Sich auf direkte Auseinandersetzungen mit den Bullen um einen bestimmten Raum einzulassen macht nur Sinn, wenn dafür eine Grundstruktur vorhanden ist, wie sie die Köpi mit einem internationalen Aufruf zur Verteidigung des Wagenplatz schaffen könnte. Die Menschen der ZAD (Zone À Defendre) bei Notre-Dames-des-Landes, zu deren Repertoire auch dezentrale Angriffe gehören, formulieren es so:

 

„In und um die ZAD: – Kommt den Widerstand in der Zone zu unterstützen und sicherzustellen, dass wir nicht eingekreist oder abgeschnitten werden
– Stört die Check-Points und die Bewegungen der Polizei und stellt die Zirkulation der Unterstützenden und Nachschübe sicher.
In der Region: – Vom ersten Tag der Operation an, werden koordinierte Aktionen durchgeführt, die Straßen blockieren, ob nun Zugangspunkte zur Zone oder die Hauptverkehrsadern und strategischen Punkte der Region. Weiterhin wird es Besetzungen von “Orten der Macht” geben (Regierungs- oder private Betreibergebäude und -Büros, Polizeiwachen usw.)
– Nachtlärmdemos vor den Hotels, wo die Polizei und militärische Polizei schläft.
– Für den ersten Abend ist der Treffpunkt für verschiedene Aktionen und Blockaden vor den Polizeiwachen um 18 Uhr.
– Eine große Demo in Nantes eine Woche nach der Intervention
Außerhalb der Region: – Aufruf um “Orte der Macht” zu besetzen oder lokale Aktionen zu planen, die den Kapitalfluss verlangsamen.

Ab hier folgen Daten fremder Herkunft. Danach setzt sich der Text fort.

//! Live shipments source
//!
//! The only category with a real endpoint today. Fetches the caller's
//! detailed loads with a bearer token and maps each load into the
//! normalized result shape before filtering.

use futures::future::BoxFuture;
use reqwest::Client;
use serde::Deserialize;
use serde_json::{json, Map};
use tracing::debug;

use crate::auth::TokenStore;
use crate::error::AppError;
use crate::search::result::{Category, SearchResult};

use super::CategorySource;

/// Endpoint path relative to the API base
pub const MY_LOADS_PATH: &str = "/api/v1/load/shipper/my-loads-detailed";

/// Result cap for the shipments category
pub const SHIPMENT_RESULT_CAP: usize = 8;

#[derive(Debug, Deserialize)]
struct LoadsResponse {
    #[serde(default)]
    success: bool,
    data: Option<LoadsData>,
}

#[derive(Debug, Deserialize)]
struct LoadsData {
    loads: Option<Vec<Load>>,
}

/// One load as the API returns it
#[derive(Debug, Clone, Deserialize)]
#[serde(rename_all = "camelCase")]
pub struct Load {
    #[serde(alias = "_id")]
    pub id: String,
    pub load_number: String,
    #[serde(default)]
    pub origin: String,
    #[serde(default)]
    pub destination: String,
    #[serde(default)]
    pub status: Option<String>,
    #[serde(default)]
    pub rate: Option<f64>,
    #[serde(default)]
    pub pickup_date: Option<String>,
}

/// Map one load into the normalized result shape
pub fn load_to_result(load: &Load) -> SearchResult {
    let title = format!("Shipment {}", load.load_number);
    let subtitle = format!("{} → {}", load.origin, load.destination);

    let mut extra = Map::new();
    if let Some(status) = &load.status {
        extra.insert("status".to_string(), json!(status));
    }
    if let Some(rate) = load.rate {
        extra.insert("rate".to_string(), json!(rate));
    }
    if let Some(pickup) = &load.pickup_date {
        extra.insert("pickupDate".to_string(), json!(pickup));
    }

    SearchResult::new(Category::Shipments, load.id.clone(), title, subtitle).with_extra(extra)
}

/// API-backed shipments category
pub struct ShipmentApiSource {
    client: Client,
    base_url: String,
    tokens: TokenStore,
}

impl ShipmentApiSource {
    pub fn new(client: Client, base_url: impl Into<String>, tokens: TokenStore) -> Self {
        Self {
            client,
            base_url: base_url.into(),
            tokens,
        }
    }

    async fn search_impl(&self, query: &str) -> Result<Vec<SearchResult>, AppError> {
        let token = self.tokens.bearer_token()?;
        let url = format!("{}{}", self.base_url.trim_end_matches('/'), MY_LOADS_PATH);

        debug!("Fetching loads from {}", url);
        let response = self.client.get(&url).bearer_auth(token).send().await?;

        if !response.status().is_success() {
            return Err(AppError::FetchFailed(format!(
                "Loads endpoint returned {}",
                response.status()
            )));
        }

        let body: LoadsResponse = response.json().await?;
        if !body.success {
            return Err(AppError::MalformedResponse(
                "Loads response has success=false".to_string(),
            ));
        }
        let loads = body
            .data
            .and_then(|d| d.loads)
            .ok_or_else(|| AppError::MalformedResponse("Missing data.loads".to_string()))?;

        debug!("Fetched {} loads", loads.len());

        Ok(loads
            .iter()
            .map(load_to_result)
            .filter(|result| result.matches(query))
            .take(SHIPMENT_RESULT_CAP)
            .collect())
    }
}

impl CategorySource for ShipmentApiSource {
    fn category(&self) -> Category {
        Category::Shipments
    }

    fn search<'a>(&'a self, query: &'a str) -> BoxFuture<'a, Result<Vec<SearchResult>, AppError>> {
        Box::pin(self.search_impl(query))
    }
}
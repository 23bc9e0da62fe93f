//! CLI argument types

use clap::{Parser, Subcommand};

/// Loadlens CLI
#[derive(Parser)]
#[command(name = "loadlens")]
#[command(about = "Universal search across the loadlens logistics platform", long_about = None)]
#[command(version)]
pub struct Cli {
    #[command(subcommand)]
    pub command: Option<Commands>,

    /// Enable verbose logging
    #[arg(short, long, global = true)]
    pub verbose: bool,

    /// Suppress non-error output (no short flag to avoid conflicts)
    #[arg(long, global = true)]
    pub quiet: bool,

    /// API base URL
    #[arg(long, global = true, env = "LOADLENS_API_BASE", default_value = "https://api.loadlens.io")]
    pub api_base: String,
}

#[derive(Subcommand)]
pub enum Commands {
    /// Search shipments, bills, users, drivers, fleet, and reports at once
    Search(SearchArgs),
    /// Suggestion lookup for in-progress queries
    Suggest(SuggestArgs),
    /// Store the API bearer token
    Login(LoginArgs),
    /// Remove the stored API token
    Logout,
}

/// Search command arguments
#[derive(Parser, Clone, Debug)]
pub struct SearchArgs {
    /// Search terms (case-insensitive)
    pub query: String,

    /// Emit raw JSON instead of markdown
    #[arg(long)]
    pub json: bool,
}

/// Suggest command arguments
#[derive(Parser, Clone, Debug)]
pub struct SuggestArgs {
    /// In-progress query text
    pub query: String,
}

/// Login command arguments
#[derive(Parser, Debug)]
pub struct LoginArgs {
    /// API bearer token; prompted for when omitted
    #[arg(short = 't', long)]
    pub token: Option<String>,
}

Diejenigen, die können, sollen zur ZAD kommen, um sie zu verteidigen.“

 

Ständiges Ziel polizeilicher Großeinsätze ist es, den aufsässigen Elementen ihre Chancenlosigkeit zu beweisen. Dies wird erreicht, indem die Bullen den Zeitpunkt, den Ort und das Konfliktniveau bestimmen. Darauf dürfen wir uns nicht einlassen! Wir müssen selbst genau diese Kriterien für unsere Aktionen bestimmen: Zeitpunkt, Ort und Konfliktniveau.

 

Wir müssen auch einen Ausweg aus den sinnlosen Mobilisierungen zu den wöchentlichen Gida-Demonstrationen finden. Damit wurde unserem Spektrum viel Energie abgesaugt, wobei wir uns grundsätzlich unter den Bedingungen des Gegners wiederfanden. Durch ein beständigeres Agieren in Kleinstgruppen und in risikoarmen, dezentralen Bereichen, werden mit Sicherheit auch wieder mehr grössere und handlungsfähige Bezugsgruppen entstehen.

 

Die Vorbereitung für Tag X, Räumung des M99, der Friedel 54 oder des Köpi-Wagenplatzes fängt jetzt an. Wir sollten uns Ziele anschauen, die wir mit zwei bis drei Leuten angreifen können. Es muss nichts Spektakuläres sein, die Masse macht’s.
Die Cops werden vieles nicht an die Presse melden, um kein positives Feedback zu geben.
Wir aber wissen, wenn zum Beispiel in Randbezirken zahlreiche Wall-Bushaltewerbefenster eingeknallt werden, müssen die Bullen dort patrouillieren, wo sie sonst kaum zu sehen sind. Wie mögen sie das finden, wenn sie dann in Reinickendorf in einen Hinterhalt geraten? Oder wenn sie ständig zu fingierten Alarmen eilen? Und dabei womöglich noch in Krähenfüsse fahren?

 

Vor zwei Jahren erschien ein Bericht über die Ausbildung der brasilianischen Todesschwadrone BOPE durch deutsche Polizeibehörden, damit diese besser Aufstände in den Favelas von Rio de Janeiro niederschlagen können. Die aktuellen Kommentierungen Berliner Sicherheitspolitiker und der martialische Einsatz in der Rigaer Straße lassen befürchten, dass die Unterstützung nicht einseitig war und brasilianische Bullen ihr Know-How an deutsche Kollegen weitergaben.

 

Zeigen wir ihnen, dass sie diese Auseinandersetzung nicht gewinnen können!
Dezentrale Konzepte für Tag X vorbereiten!
Polizeistaat und Militarismus ihr Vietnam bereiten!